Charlie Lionheart –The Lady and the Lionheart
I don’t know if I love Charlie Lionheart more because of his name or if I love his name because of his character. Regardless, I love that his last names speaks volumes about the story and the man.
Bracken of Hawkings Crest – The Knight and the Dove
Do you know how many years it has been since I read this book? Decades. But it is the first one I thought of when working on this week’s prompt. Why? Because the name Bracken has proven to be extremely memorable for me.
Graeye Charwyck – Lady of Eve
Gray is more commonly used as a name for men. But I love that it is used for a medieval heroine. I also love the unique spelling of her first and last names together. Even in a regular font, it just looks like it has its’ own special flourish.
Reeve Wilder – Tiffany Girl
Doesn’t this name conjure up all kinds of sexy male images in your mind. It does for me. I like that it is used for a hero who is bookish, reclusive and a bit put off by his scatterbrained female neighbor. It’s just a shame that his love interest is named Flossie. It is not a fitting name match for a man named Reeve.

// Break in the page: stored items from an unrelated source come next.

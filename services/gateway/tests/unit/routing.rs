//! Prefix routing and forwarding through the assembled pipeline

use axum::{body::Body, extract::ConnectInfo, http::StatusCode};
use rstest::rstest;
use std::net::SocketAddr;
use wiremock::matchers::{method, path, query_param};
use wiremock::{Mock, ResponseTemplate};

use super::helpers::*;

#[tokio::test]
async fn orders_path_always_reaches_orders_upstream() {
    let upstreams = Upstreams::start().await;
    Mock::given(method("GET"))
        .and(path("/api/v1/orders/42"))
        .respond_with(ResponseTemplate::new(200).set_body_string("order 42"))
        .expect(5)
        .mount(&upstreams.orders)
        .await;
    Mock::given(method("GET"))
        .respond_with(ResponseTemplate::new(200))
        .expect(0)
        .mount(&upstreams.users)
        .await;
    let app = build_app(upstreams.config());
    let token = create_test_jwt(1, &["engineer"]);

    for _ in 0..5 {
        let request = get("/api/v1/orders/42")
            .header("authorization", bearer(&token))
            .body(Body::empty())
            .unwrap();
        let response = send(&app, request).await;
        assert_eq!(response.status, StatusCode::OK);
        assert_eq!(response.text(), "order 42");
    }
}

#[tokio::test]
async fn admin_paths_reach_users_upstream_with_query() {
    let upstreams = Upstreams::start().await;
    Mock::given(method("DELETE"))
        .and(path("/api/v1/admin/users/9"))
        .and(query_param("hard", "true"))
        .respond_with(
            ResponseTemplate::new(200)
                .insert_header("x-upstream", "users")
                .set_body_json(serde_json::json!({"deleted": 9})),
        )
        .expect(1)
        .mount(&upstreams.users)
        .await;
    let app = build_app(upstreams.config());

    let request = axum::http::Request::builder()
        .method("DELETE")
        .uri("/api/v1/admin/users/9?hard=true")
        .header("authorization", bearer(&create_test_jwt(1, &["admin"])))
        .body(Body::empty())
        .unwrap();
    let response = send(&app, request).await;

    assert_eq!(response.status, StatusCode::OK);
    assert_eq!(response.headers["x-upstream"], "users");
    assert_eq!(response.json()["deleted"], 9);
}

#[tokio::test]
async fn upstream_status_is_passed_through() {
    let upstreams = Upstreams::start().await;
    Mock::given(method("GET"))
        .respond_with(ResponseTemplate::new(404).set_body_json(serde_json::json!({"error": "no order"})))
        .mount(&upstreams.orders)
        .await;
    let app = build_app(upstreams.config());

    let request = get("/api/v1/orders/404")
        .header("authorization", bearer(&create_test_jwt(1, &[])))
        .body(Body::empty())
        .unwrap();
    let response = send(&app, request).await;

    assert_eq!(response.status, StatusCode::NOT_FOUND);
    assert_eq!(response.json(), serde_json::json!({"error": "no order"}));
}

#[tokio::test]
async fn unmatched_path_is_not_found_after_authentication() {
    let upstreams = Upstreams::start().await;
    let app = build_app(upstreams.config());

    let anonymous = send(&app, get("/api/v1/unknown").body(Body::empty()).unwrap()).await;
    assert_eq!(anonymous.status, StatusCode::UNAUTHORIZED);

    let request = get("/api/v1/unknown")
        .header("authorization", bearer(&create_test_jwt(1, &[])))
        .body(Body::empty())
        .unwrap();
    let response = send(&app, request).await;
    assert_eq!(response.status, StatusCode::NOT_FOUND);
    assert_eq!(response.error().0, "not_found");
}

#[tokio::test]
async fn login_only_accepts_post() {
    let upstreams = Upstreams::start().await;
    let app = build_app(upstreams.config());

    let response = send(&app, get("/api/v1/auth/login").body(Body::empty()).unwrap()).await;
    assert_eq!(response.status, StatusCode::NOT_FOUND);
}

#[tokio::test]
async fn unreachable_upstream_is_bad_gateway() {
    let upstreams = Upstreams::start().await;
    let app = build_app(create_test_config(&upstreams.users.uri(), &closed_port_url()));

    let request = get("/api/v1/orders/5")
        .header("authorization", bearer(&create_test_jwt(1, &[])))
        .body(Body::empty())
        .unwrap();
    let response = send(&app, request).await;

    assert_eq!(response.status, StatusCode::BAD_GATEWAY);
    assert_eq!(
        response.error(),
        (
            "service_unavailable".to_string(),
            "Service unavailable".to_string()
        )
    );
    assert!(!response.text().contains("127.0.0.1"));
}

#[tokio::test]
async fn slow_upstream_is_gateway_timeout() {
    let upstreams = Upstreams::start().await;
    Mock::given(method("GET"))
        .respond_with(ResponseTemplate::new(200).set_delay(std::time::Duration::from_secs(4)))
        .mount(&upstreams.orders)
        .await;
    let mut config = upstreams.config();
    config.server.upstream_timeout_seconds = 1;
    let app = build_app(config);

    let request = get("/api/v1/orders")
        .header("authorization", bearer(&create_test_jwt(1, &[])))
        .body(Body::empty())
        .unwrap();
    let response = send(&app, request).await;

    assert_eq!(response.status, StatusCode::GATEWAY_TIMEOUT);
    assert_eq!(response.error().1, "Service unavailable");
}

#[tokio::test]
async fn orders_down_is_logged_once_with_bad_gateway() {
    let upstreams = Upstreams::start().await;
    let app = build_app(create_test_config(&upstreams.users.uri(), &closed_port_url()));
    let (access_log, _guard) = AccessLog::capture();

    let request = get("/api/v1/orders/5")
        .header("authorization", bearer(&create_test_jwt(1, &[])))
        .body(Body::empty())
        .unwrap();
    let response = send(&app, request).await;

    assert_eq!(response.status, StatusCode::BAD_GATEWAY);
    assert_eq!(access_log.statuses(), vec![502]);
}

#[rstest]
#[case::parent_segments("/api/v1/auth/login/../../admin/users")]
#[case::encoded_parent_segments("/api/v1/auth/login/%2e%2e/%2E%2E/admin/users")]
#[case::mixed_encoding("/api/v1/auth/login/.%2e/.%2E/admin/users")]
#[case::current_segment("/api/v1/orders/./5")]
#[tokio::test]
async fn dot_segment_paths_are_rejected_before_routing(#[case] uri: &str) {
    let upstreams = Upstreams::start().await;
    for server in [&upstreams.users, &upstreams.orders] {
        Mock::given(method("POST"))
            .respond_with(ResponseTemplate::new(200).set_body_string("reached"))
            .expect(0)
            .mount(server)
            .await;
    }
    let app = build_app(upstreams.config());

    let request = axum::http::Request::builder()
        .method("POST")
        .uri(uri)
        .header("content-type", "application/json")
        .body(Body::from(r#"{"email":"a@b.c","password":"pw"}"#))
        .unwrap();
    let response = send(&app, request).await;

    assert_eq!(response.status, StatusCode::BAD_REQUEST);
    assert_eq!(response.error().0, "bad_request");
}

#[tokio::test]
async fn login_sub_paths_are_not_public() {
    let upstreams = Upstreams::start().await;
    Mock::given(method("POST"))
        .respond_with(ResponseTemplate::new(200))
        .expect(0)
        .mount(&upstreams.users)
        .await;
    let app = build_app(upstreams.config());

    let request = axum::http::Request::builder()
        .method("POST")
        .uri("/api/v1/auth/login/anything")
        .body(Body::empty())
        .unwrap();
    let response = send(&app, request).await;

    assert_eq!(response.status, StatusCode::UNAUTHORIZED);
}

#[rstest]
#[case::declared_length(true)]
#[case::undeclared_length(false)]
#[tokio::test]
async fn oversized_body_gets_error_envelope(#[case] declare_length: bool) {
    let upstreams = Upstreams::start().await;
    Mock::given(method("POST"))
        .respond_with(ResponseTemplate::new(200))
        .expect(0)
        .mount(&upstreams.users)
        .await;
    let mut config = upstreams.config();
    config.server.max_body_size = 1024;
    let app = build_app(config);
    let (access_log, _guard) = AccessLog::capture();

    let body = vec![b'a'; 4096];
    let mut request = axum::http::Request::builder()
        .method("POST")
        .uri("/api/v1/auth/login");
    if declare_length {
        request = request.header("content-length", body.len());
    }
    let response = send(&app, request.body(Body::from(body)).unwrap()).await;

    assert_eq!(response.status, StatusCode::PAYLOAD_TOO_LARGE);
    assert_eq!(
        response.error(),
        (
            "payload_too_large".to_string(),
            "Request body too large".to_string()
        )
    );
    assert!(response.headers.contains_key("x-request-id"));
    assert_eq!(access_log.statuses(), vec![413]);
}

#[tokio::test]
async fn forwarded_for_appends_socket_peer() {
    let upstreams = Upstreams::start().await;
    Mock::given(method("GET"))
        .and(|req: &wiremock::Request| {
            req.headers
                .get("x-forwarded-for")
                .is_some_and(|value| value == "203.0.113.7, 10.1.2.3")
        })
        .respond_with(ResponseTemplate::new(200))
        .expect(1)
        .mount(&upstreams.orders)
        .await;
    let app = build_app(upstreams.config());

    let mut request = get("/api/v1/orders")
        .header("authorization", bearer(&create_test_jwt(1, &[])))
        .header("x-forwarded-for", "203.0.113.7")
        .body(Body::empty())
        .unwrap();
    let peer: SocketAddr = "10.1.2.3:40000".parse().unwrap();
    request.extensions_mut().insert(ConnectInfo(peer));
    let response = send(&app, request).await;

    assert_eq!(response.status, StatusCode::OK);
}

Hamish DeLuca –Murder at the Flamingo
Ordinarily Hamish is not a name I like, but paired with that last name and in a Depression era Boston setting it just seems right.
Feya Broon –Within the Veil
Can you imagine a Scottish gypsy woman with any other name than this? I can’t. It’s a perfect fit for her heritage and her personality.

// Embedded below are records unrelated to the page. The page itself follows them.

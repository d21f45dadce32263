//! Response envelope and gateway-originated payloads

use serde::{Deserialize, Serialize};

/// Error response model
#[derive(Debug, Clone, Serialize, Deserialize)]
pub struct ErrorResponse {
    /// Error code identifier
    pub code: String,
    /// Human-readable error message
    pub message: String,
}

impl ErrorResponse {
    pub fn new(code: impl Into<String>, message: impl Into<String>) -> Self {
        Self {
            code: code.into(),
            message: message.into(),
        }
    }
}

/// Envelope for every response the gateway produces itself
#[derive(Debug, Serialize, Deserialize)]
pub struct ApiResponse<T> {
    /// Whether the request was successful
    pub success: bool,
    /// Response data (if successful)
    #[serde(default, skip_serializing_if = "Option::is_none")]
    pub data: Option<T>,
    /// Error details (if failed)
    #[serde(default, skip_serializing_if = "Option::is_none")]
    pub error: Option<ErrorResponse>,
}

impl<T> ApiResponse<T> {
    /// Create a successful API response
    pub fn success(data: T) -> Self {
        Self {
            success: true,
            data: Some(data),
            error: None,
        }
    }

    /// Create an error API response
    #[must_use]
    pub fn error(error: ErrorResponse) -> Self {
        Self {
            success: false,
            data: None,
            error: Some(error),
        }
    }
}

/// Health check response
#[derive(Debug, Serialize, Deserialize)]
pub struct HealthCheckResponse {
    /// Overall health status
    pub status: String,
    /// Gateway version
    pub version: String,
    /// Gateway uptime in seconds
    pub uptime_seconds: u64,
}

Piper Sail –The Lost Girl of Astor Street
This name runs a close second as my favorite book character name ever. But it is definitely my favorite female name. It’s a great choice for a young wannabe female detective trying to investigate the disappearance of her best friend in 1920’s Chicago. Plus, it is fun to say.
I also want to mention two authors who consistently choose great names for their main characters.
Tamera Alexander never fails to find the right name to convey the character of her historical fiction heroes. They are unique without being weird. They instantly conjure up strong, silent, southern gentleman.
Jen Turano writes what I call historical screwball romantic comedy. Somehow she manages to find historically accurate, but outlandish sounding names for her feisty, independent, trouble-prone heroines.
Do you have any favorite character names? What do you think of some of the names I’ve chosen?